Definition
A radio communication service, defined by international agreement, between aircraft stations and aeronautical ground stations, or between aircraft stations themselves, in which survival craft stations may also participate. It uses designated frequencies allocated specifically for aviation use.
Plain English
It is the official radio service that lets aircraft talk to ground stations and to each other. The frequencies pilots use to talk on the radio belong to this service.
Context Anchor
Seen in radio equipment discussions, aircraft radio licensing, and descriptions of the aviation communication frequencies used during flight.
Derivation
‘Aeronautical’ comes from Latin and Greek roots meaning ‘relating to flight through the air.’ ‘Mobile’ here means the stations are not fixed in one place — at least one end of the conversation is moving (the aircraft). So the name simply describes what it is: a radio service for moving aircraft.
Why Pilots Care
The frequencies a pilot transmits on (tower, ground, ATIS, CTAF, en route comms) all fall under this service.
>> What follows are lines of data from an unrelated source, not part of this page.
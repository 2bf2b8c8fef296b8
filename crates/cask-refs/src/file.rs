//! File-backed reference registry.
//!
//! [`FileReferenceRegistry`] persists its whole table through a
//! [`SnapshotFile`] after every mutation. A mutation is applied to a copy of
//! the table first; the copy replaces the live table only once it is on
//! disk.

use std::path::PathBuf;
use std::sync::{Mutex, MutexGuard};

use cask_store::SnapshotFile;
use cask_types::{Digest, OwnerId, ReferenceId};
use tracing::info;

use crate::error::{RefError, Result};
use crate::memory::ReferenceTable;
use crate::traits::ReferenceRegistry;
use crate::types::{NewReference, Reference};

#[derive(Debug)]
pub struct FileReferenceRegistry {
    table: Mutex<ReferenceTable>,
    snapshot: SnapshotFile,
}

impl FileReferenceRegistry {
    /// Open the registry at `path`, starting empty if no snapshot exists.
    pub fn open(path: impl Into<PathBuf>) -> Result<Self> {
        let snapshot = SnapshotFile::new(path);
        let table = snapshot.load::<ReferenceTable>()?.unwrap_or_default();
        info!(path = ?snapshot.path(), references = table.len(), "opened reference registry");
        Ok(Self {
            table: Mutex::new(table),
            snapshot,
        })
    }

    fn lock(&self) -> Result<MutexGuard<'_, ReferenceTable>> {
        self.table.lock().map_err(|_| RefError::LockPoisoned)
    }

    fn commit<T>(&self, op: impl FnOnce(&mut ReferenceTable) -> Result<T>) -> Result<T> {
        let mut table = self.lock()?;
        let mut next = table.clone();
        let out = op(&mut next)?;
        self.snapshot.save(&next)?;
        *table = next;
        Ok(out)
    }
}

impl ReferenceRegistry for FileReferenceRegistry {
    fn find_by_owner_and_digest(
        &self,
        owner: &OwnerId,
        digest: &Digest,
    ) -> Result<Option<Reference>> {
        Ok(self.lock()?.find(owner, digest))
    }

    fn get(&self, id: &ReferenceId) -> Result<Option<Reference>> {
        Ok(self.lock()?.get(id))
    }

    fn create(&self, new: NewReference) -> Result<Reference> {
        self.commit(|t| t.create(new))
    }

    fn delete(&self, id: &ReferenceId, owner: &OwnerId) -> Result<Reference> {
        self.commit(|t| t.delete(id, owner))
    }

    fn list_by_owner(&self, owner: &OwnerId) -> Result<Vec<Reference>> {
        Ok(self.lock()?.list_by_owner(owner))
    }

    fn count_for_digest(&self, digest: &Digest) -> Result<u64> {
        Ok(self.lock()?.count_for_digest(digest))
    }

    fn list_all(&self) -> Result<Vec<Reference>> {
        Ok(self.lock()?.list_all())
    }
}
use std::fs::File;
use std::io::Read;

use cask_types::Digest;
use chrono::Utc;
use tracing::{debug, info, warn};

use crate::blob::{Blob, NewBlob};
use crate::error::{StoreError, StoreResult};
use crate::files::{BlobFiles, WriteOutcome};
use crate::lock::{DigestGuard, DigestLocks};
use crate::traits::{BlobCatalog, Insertion};

/// The content store: blob catalog, blob files and per-digest locks.
///
/// Reads are free-standing. Mutations take a [`DigestGuard`] obtained from
/// [`ContentStore::lock`], which names the digest they apply to; holding
/// the guard across a sequence of calls makes that sequence one critical
/// section for the digest.
pub struct ContentStore {
    catalog: Box<dyn BlobCatalog>,
    files: BlobFiles,
    locks: DigestLocks,
}

impl ContentStore {
    pub fn new(catalog: Box<dyn BlobCatalog>, files: BlobFiles, locks: DigestLocks) -> Self {
        Self {
            catalog,
            files,
            locks,
        }
    }

    /// Acquire the lock for `digest`, blocking until it is free.
    pub fn lock(&self, digest: &Digest) -> DigestGuard<'_> {
        self.locks.lock(digest)
    }

    pub fn catalog(&self) -> &dyn BlobCatalog {
        self.catalog.as_ref()
    }

    pub fn files(&self) -> &BlobFiles {
        &self.files
    }

    /// Point lookup with no side effects.
    pub fn find_by_digest(&self, digest: &Digest) -> StoreResult<Option<Blob>> {
        self.catalog.get(digest)
    }

    /// Like [`find_by_digest`](Self::find_by_digest) but fails with
    /// `NotFound` for an unknown digest.
    pub fn get(&self, digest: &Digest) -> StoreResult<Blob> {
        self.catalog
            .get(digest)?
            .ok_or(StoreError::NotFound(*digest))
    }

    pub fn list_blobs(&self) -> StoreResult<Vec<Blob>> {
        self.catalog.list()
    }

    /// Return the blob for the guarded digest, storing it first if needed.
    ///
    /// If the catalog already has the digest the existing record is returned
    /// with `created = false` and `source` is not read. Otherwise the bytes
    /// are written and verified, then the record is inserted with a count of
    /// zero. If the insert fails, a file written by this call is removed
    /// again; metadata is never inserted for bytes that are not on disk.
    pub fn create_or_attach<R: Read + ?Sized>(
        &self,
        guard: &DigestGuard<'_>,
        source: &mut R,
        meta: NewBlob,
    ) -> StoreResult<(Blob, bool)> {
        let digest = *guard.digest();
        if let Some(existing) = self.catalog.get(&digest)? {
            debug!(digest = %digest.short_hex(), "attaching to existing blob");
            return Ok((existing, false));
        }

        let outcome = self.files.write(&digest, source)?;
        let blob = Blob {
            digest,
            original_name: meta.original_name,
            media_type: meta.media_type,
            size_bytes: meta.size_bytes,
            storage_location: BlobFiles::location(&digest),
            reference_count: 0,
            created_at: Utc::now(),
        };

        match self.catalog.insert(blob) {
            Ok(Insertion::Inserted(blob)) => {
                info!(
                    digest = %digest.short_hex(),
                    size = blob.size_bytes,
                    media_type = %blob.media_type,
                    "stored new blob"
                );
                Ok((blob, true))
            }
            Ok(Insertion::Existing(blob)) => Ok((blob, false)),
            Err(e) => {
                if outcome == WriteOutcome::Written {
                    if let Err(cleanup) = self.files.remove(&digest) {
                        warn!(
                            digest = %digest.short_hex(),
                            error = %cleanup,
                            "failed to remove blob file after catalog insert failed"
                        );
                    }
                }
                Err(e)
            }
        }
    }

    /// Increment the guarded digest's reference count.
    pub fn increment_ref(&self, guard: &DigestGuard<'_>) -> StoreResult<u64> {
        self.catalog.increment(guard.digest())
    }

    /// Decrement the guarded digest's reference count.
    pub fn decrement_ref(&self, guard: &DigestGuard<'_>) -> StoreResult<u64> {
        self.catalog.decrement(guard.digest())
    }

    /// Overwrite the guarded digest's reference count.
    pub fn set_reference_count(&self, guard: &DigestGuard<'_>, count: u64) -> StoreResult<()> {
        self.catalog.set_count(guard.digest(), count)
    }

    /// Reclaim the guarded blob if nothing references it.
    ///
    /// Metadata is removed before the bytes. Deleting the bytes first and
    /// then the record reads more naturally, but a crash between the two
    /// would leave a catalogued blob with no bytes, and the next upload of
    /// that content would attach a reference to it. In this order a crash
    /// leaves at worst an uncatalogued file, which
    /// [`remove_orphan_file`](Self::remove_orphan_file) clears.
    ///
    /// Returns the reclaimed record, or `None` if the blob is unknown or
    /// still referenced.
    pub fn reclaim_if_orphaned(&self, guard: &DigestGuard<'_>) -> StoreResult<Option<Blob>> {
        let digest = guard.digest();
        match self.catalog.get(digest)? {
            Some(blob) if blob.is_orphaned() => {}
            _ => return Ok(None),
        }

        let Some(blob) = self.catalog.remove_if_unreferenced(digest)? else {
            return Ok(None);
        };
        self.files.remove(digest)?;
        info!(digest = %digest.short_hex(), size = blob.size_bytes, "reclaimed blob");
        Ok(Some(blob))
    }

    /// Delete the guarded digest's file if the catalog has no record of it.
    pub fn remove_orphan_file(&self, guard: &DigestGuard<'_>) -> StoreResult<bool> {
        let digest = guard.digest();
        if self.catalog.contains(digest)? {
            return Ok(false);
        }
        let removed = self.files.remove(digest)?;
        if removed {
            info!(digest = %digest.short_hex(), "removed orphaned blob file");
        }
        Ok(removed)
    }

    /// Open the stored bytes of a catalogued blob for reading.
    pub fn open_blob(&self, digest: &Digest) -> StoreResult<File> {
        self.get(digest)?;
        self.files.open_read(digest)
    }
}

impl std::fmt::Debug for ContentStore {
    fn fmt(&self, f: &mut std::fmt::Formatter<'_>) -> std::fmt::Result {
        f.debug_struct("ContentStore")
            .field("files", &self.files)
            .field("locks", &self.locks.stripe_count())
            .finish_non_exhaustive()
    }
}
Using these frequencies for non-aviation purposes, or transmitting without proper authority, is a regulatory violation.
Intuition Check
Do not read mobile as meaning a cell phone service. Here, mobile means radio communication involving moving aircraft and aviation stations.
Example Sentence 1
The frequencies used for tower and ground communications fall under the Aeronautical Mobile Service.
Example Sentence 2
Frequency assignments for the Aeronautical Mobile Service are coordinated to prevent interference between flights.